舞台芸術まつり!2025春

世界劇団

世界劇団(広島県)

作品タイトル「零れ落ちて、朝

平均合計点:21.4
丘田ミイ子
河野桃子
曽根千智
深沢祐一
松岡大貴

丘田ミイ子

満足度★★★★

グリム童話の『青ひげ』を下敷きに、「戦時中に医学の進歩のために行われた生体解剖」という医者の功罪に着目し、生命倫理と人間の尊厳を問う意欲作。主宰で現役医師である本坊由華子ならではの着眼点や提題が忍ばされた代表作の一つである。

ネタバレBOX

俳優の身体に多くのことが託された本作において、その強度を確かなものにするためには相当な思考と鍛錬が必要であったと想像ができる。リフレインされる台詞やシーンが回を増すごとにより鮮明な風景として立ち上がり、同じ言葉を同じ言葉に聞こえさせぬ、同じ風景を同じ風景として見せぬ俳優の表現力と演出の工夫に引き込まれた。そうしたリフレインはやがて、同じ悲劇を繰り返してしまう人間の愚かさや、今もまさに世界で続いている暴力や戦争、その功罪を握らせていく。同時に、それらメッセージを「再演」というある種のリフレイン的試みを通じて、社会や世界に広く伝えようとする姿勢にも意気込みが感じられる作品だった。

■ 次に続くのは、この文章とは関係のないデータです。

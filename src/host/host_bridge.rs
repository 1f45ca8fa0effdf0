use serde::{Deserialize, Serialize};
use tracing::info;
use uuid::Uuid;

use crate::dto::session_dto::SignedInUser;
use crate::error::{Error, Result};
use crate::host::window_registry::{WindowRegistry, WindowRole};
use crate::services::session_service::Session;

pub const LOGIN_ROUTE: &str = "/login";
pub const HOME_ROUTE: &str = "/";

#[derive(Debug, Clone, Default, PartialEq, Serialize, Deserialize)]
pub struct UserPayload {
    #[serde(default)]
    pub name: Option<String>,
    #[serde(default)]
    pub roles: Vec<String>,
    #[serde(default)]
    pub permissions: Vec<String>,
}

#[derive(Debug, Clone, PartialEq, Serialize, Deserialize)]
pub struct ShowPayload {
    pub route: String,
}

/// Calls the views make into the desktop shell.
pub trait HostBridge {
    fn login(&mut self, payload: SignedInUser) -> Result<()>;
    fn logout(&mut self) -> Result<()>;
    fn user(&mut self, payload: UserPayload) -> Result<()>;
    fn open_show(&mut self, payload: ShowPayload) -> Result<Uuid>;
}

/// Shell-side implementation over the window registry.
#[derive(Debug)]
pub struct DesktopHost {
    registry: WindowRegistry,
    session: Session,
}

impl DesktopHost {
    /// Opens the main window for a stored session, the login window otherwise.
    pub fn launch(session: Session) -> Self {
        let mut registry = WindowRegistry::new();
        if session.is_signed_in() {
            registry.open(WindowRole::Main, HOME_ROUTE);
        } else {
            registry.open(WindowRole::Login, LOGIN_ROUTE);
        }
        Self { registry, session }
    }

    pub fn registry(&self) -> &WindowRegistry {
        &self.registry
    }

    pub fn session(&self) -> &Session {
        &self.session
    }
}

impl HostBridge for DesktopHost {
    fn login(&mut self, payload: SignedInUser) -> Result<()> {
        self.session.sign_in(&payload)?;
        self.registry.close(WindowRole::Login);
        self.registry.open(WindowRole::Main, HOME_ROUTE);
        Ok(())
    }

    fn logout(&mut self) -> Result<()> {
        self.session.sign_out()?;
        self.registry.close_all();
        self.registry.open(WindowRole::Login, LOGIN_ROUTE);
        Ok(())
    }

    fn user(&mut self, payload: UserPayload) -> Result<()> {
        self.session
            .update_user(payload.name.as_deref(), &payload.roles, &payload.permissions)
    }

    fn open_show(&mut self, payload: ShowPayload) -> Result<Uuid> {
        if !self.session.is_signed_in() {
            return Err(Error::Unauthorized("Sign in to open this page".to_string()));
        }
        self.registry.open(WindowRole::Show, payload.route);
        self.registry
            .get(WindowRole::Show)
            .map(|w| w.id)
            .ok_or_else(|| Error::NotFound("Show window is not open".to_string()))
    }
}

#[derive(Debug, Clone, PartialEq, Eq)]
pub enum Navigation {
    Window(Uuid),
    /// No desktop shell: the caller routes inside the current view.
    InApp(String),
}

/// Opens a sub-flow in a companion window when running inside the shell,
/// and falls back to in-app navigation in browser mode.
pub fn open_sub_flow(host: Option<&mut dyn HostBridge>, route: &str) -> Result<Navigation> {
    match host {
        Some(host) => {
            let id = host.open_show(ShowPayload {
                route: route.to_string(),
            })?;
            Ok(Navigation::Window(id))
        }
        None => {
            info!(route, "no desktop host, navigating in-app");
            Ok(Navigation::InApp(route.to_string()))
        }
    }
}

医師としての功績を確かなものにしようと、患者を「人」ではなく「材料」として扱う青山(本田椋)の横顔には人命を救う医師の矜持のかけらも残されておらず、むしろ人命を奪うことで自身の地位や名声を挙げようとする独裁者の執心が色濃く滲む。しかし、それでいて平静を保っていられない彼の振る舞いには(肯定こそできないが)ある種の人間らしさが残る。「罪の意識が皆無ではない」ということが加害の生々しさをより詳らかにしていくように感じたのだ。そうした後ろめたさや不都合な真実を無効化するかのように、青山は妻(小林冴季子)に城の床を清く白く保つようにと命じる。青山のそばに罪をけし掛ける大佐(本坊由華子)という存在がいることもまたリアルな構図であり、こうした罪に手を染めた人間が決して一人ではなかったという医学界の世相、歴史の闇を切々と物語っているようでもあった。

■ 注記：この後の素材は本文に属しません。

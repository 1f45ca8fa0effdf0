use crate::wizard::entry_list::StageEntry;

/// One selected row on the skills stage. The same skill may be picked on
/// more than one row.
#[derive(Debug, Clone, Default, PartialEq)]
pub struct SkillSelection {
    pub skill_id: Option<i64>,
}

impl StageEntry for SkillSelection {
    type Field = Option<i64>;

    fn apply(&mut self, skill_id: Option<i64>) {
        self.skill_id = skill_id;
    }

    fn is_complete(&self) -> bool {
        self.skill_id.is_some()
    }
}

劇中で、俳優の身体よりもその影が舞台側面で大きく映写される演出があり、私はその瞬間に最も引き込まれた。実体の見えないもの、つまり隠された罪をいくらなかったことにしようとしても、それらには必ず影が付き纏う。光の加減によって人物そのものよりも大きなものとして現れる影は、戦争犯罪の罪深さを、ひいてはこの世界に起き、今もまさに隠されているかもしれないあらゆる加害とその大きさを象徴しているように思えてならない。それらが「演劇」でこそ表現できる光と音、そして俳優の身体を駆使した風景として浮かび上がってくる様に私は本作の強度を感じ取った。他にも舞台上に侵食していく水や、頭上から降ってくる砂といった「片付けることの困難なもの」、「痕跡を拭い去ることが容易ではないもの」が多用されていた点も興味深かった。水に濡れた体はすぐには乾かないし、砂のついた身体からその粒子を全て取り除くのは難しい。「見えにくい罪」、そして、「語られにくい罪」を詳らかにするという意味で効果的な演出が随所に忍ばされていたところにも演劇の力を感じた。

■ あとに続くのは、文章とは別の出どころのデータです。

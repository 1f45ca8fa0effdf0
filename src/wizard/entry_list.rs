use crate::models::ClientKey;

/// A repeatable row on a list stage.
pub trait StageEntry: Default + Clone {
    /// Typed single-field edit.
    type Field;

    fn apply(&mut self, field: Self::Field);

    /// Every required field is populated.
    fn is_complete(&self) -> bool;
}

#[derive(Debug, Clone, PartialEq)]
pub struct Row<T> {
    pub key: ClientKey,
    /// Id of the stored record this row was loaded from, if any.
    pub server_id: Option<i64>,
    pub value: T,
}

/// Ordered rows of one stage. Never empty: it is seeded with a blank row and
/// refuses to drop its last one.
#[derive(Debug, Clone, PartialEq)]
pub struct EntryList<T> {
    rows: Vec<Row<T>>,
}

impl<T: StageEntry> Default for EntryList<T> {
    fn default() -> Self {
        Self::seeded(Vec::new())
    }
}

impl<T: StageEntry> EntryList<T> {
    /// Builds the list from loaded records, assigning keys 1..=n.
    pub fn seeded(loaded: Vec<(Option<i64>, T)>) -> Self {
        let mut rows: Vec<Row<T>> = loaded
            .into_iter()
            .zip(1u32..)
            .map(|((server_id, value), key)| Row {
                key: ClientKey::new(key),
                server_id,
                value,
            })
            .collect();
        if rows.is_empty() {
            rows.push(Row {
                key: ClientKey::FIRST,
                server_id: None,
                value: T::default(),
            });
        }
        Self { rows }
    }

    pub fn rows(&self) -> &[Row<T>] {
        &self.rows
    }

    pub fn len(&self) -> usize {
        self.rows.len()
    }

    pub fn is_empty(&self) -> bool {
        self.rows.is_empty()
    }

    pub fn get(&self, key: ClientKey) -> Option<&T> {
        self.rows.iter().find(|r| r.key == key).map(|r| &r.value)
    }

    pub fn keys(&self) -> Vec<ClientKey> {
        self.rows.iter().map(|r| r.key).collect()
    }

    fn next_key(&self) -> ClientKey {
        self.rows
            .iter()
            .map(|r| r.key)
            .max()
            .map(ClientKey::next)
            .unwrap_or(ClientKey::FIRST)
    }

    /// Appends a blank row and returns its key.
    pub fn add(&mut self) -> ClientKey {
        let key = self.next_key();
        self.rows.push(Row {
            key,
            server_id: None,
            value: T::default(),
        });
        key
    }

    /// Returns false when no row has the key.
    pub fn update(&mut self, key: ClientKey, field: T::Field) -> bool {
        match self.rows.iter_mut().find(|r| r.key == key) {
            Some(row) => {
                row.value.apply(field);
                true
            }
            None => false,
        }
    }

    /// No-op on the last remaining row.
    pub fn remove(&mut self, key: ClientKey) -> bool {
        if self.rows.len() <= 1 {
            return false;
        }
        let before = self.rows.len();
        self.rows.retain(|r| r.key != key);
        self.rows.len() != before
    }

    pub fn has_complete(&self) -> bool {
        self.rows.iter().any(|r| r.value.is_complete())
    }

    /// Rows with every required field set, in list order. Incomplete rows
    /// are dropped, not reported.
    pub fn complete_entries(&self) -> impl Iterator<Item = &T> {
        self.rows
            .iter()
            .map(|r| &r.value)
            .filter(|v| v.is_complete())
    }

    pub fn values(&self) -> impl Iterator<Item = &T> {
        self.rows.iter().map(|r| &r.value)
    }
}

一方で、言葉なくして鮮烈な感触を伝える俳優の身体の説得力が長けていただけに、発せられる台詞が時として宙ぶらりんになる瞬間があったようにも感じられた。観客に場や時の緊迫を伝播するフィジカルの力が強まる反面、詩的なモノローグや言葉遊びなどのテキストの魅力がもう一歩届きづらい構図になっている節があった。言葉と身体のバランスが首尾良く整理されていることによって見やすくはなっているのだが、多少ぐちゃっとしていても、言葉の飛距離が想像を越える様を見たかった、という気持ちになったのである。とはいえ、真っ先に言及したように本作の最たる挑戦はおそらく身体表現によって見えないものを浮かび上がらせる点にある。そうしたフィジカルシアターに「言葉の力」を過度に求めること自体が果たして正しいかわからない。その葛藤を前置きした上で、言葉が意味するところをつい追いかけてしまったことを観客の一人の実感として記録しておきたい。

河野桃子

満足度★★★★

観劇にいざなう説明文では「シロかクロか、そのどちらか」と問われている。モチーフのひとつであるグリム童話『青髭』と、医師の戦争犯罪が重なっていく。

ネタバレBOX

童話と同じく、青山という男(本田椋)のもとに娘(小林冴季子)が嫁いだばかりの頃から始まります。娘は、舞台中央にある扉だけは開けてはならぬと言われており、それ以外の屋敷をすべて美しく掃除しなければいけません。娘は屋敷を美しく磨き白く保とうとしますが、結局、その黒い扉を覗いてしまいます。 白い屋敷のなかにある、黒い扉。その扉の向こうでおこなわれている行為はいわばクロ。加害行為を知ってしまった時、そこに立ち向かわなければその人はクロでしょうか、シロでしょうか。「白くありたい」と言う娘ですが、扉の奥の秘密を知る前から黒い衣装をまとっている彼女はを見ると、娘の背負う「クロ」とはなんだろうかと考えてしまいます。
嫁いだ娘が家じゅうを掃除する行為は、家父長制の象徴のようでもありました。それは、国に従い戦争行為に望まざるとも加担してしまった市民、という構図にも重なります。

寓話と史実を、小林冴季子のやわらかだけれどハリのある身体性と、シェイクスピア『マクベス』の三人の魔女のような近所の市民たちが繋いでいきます。本田椋は加害者の内面の矛盾や苦悩を体現し、バネのような身体がこわばり今にもはじけ飛びそうに見えることも。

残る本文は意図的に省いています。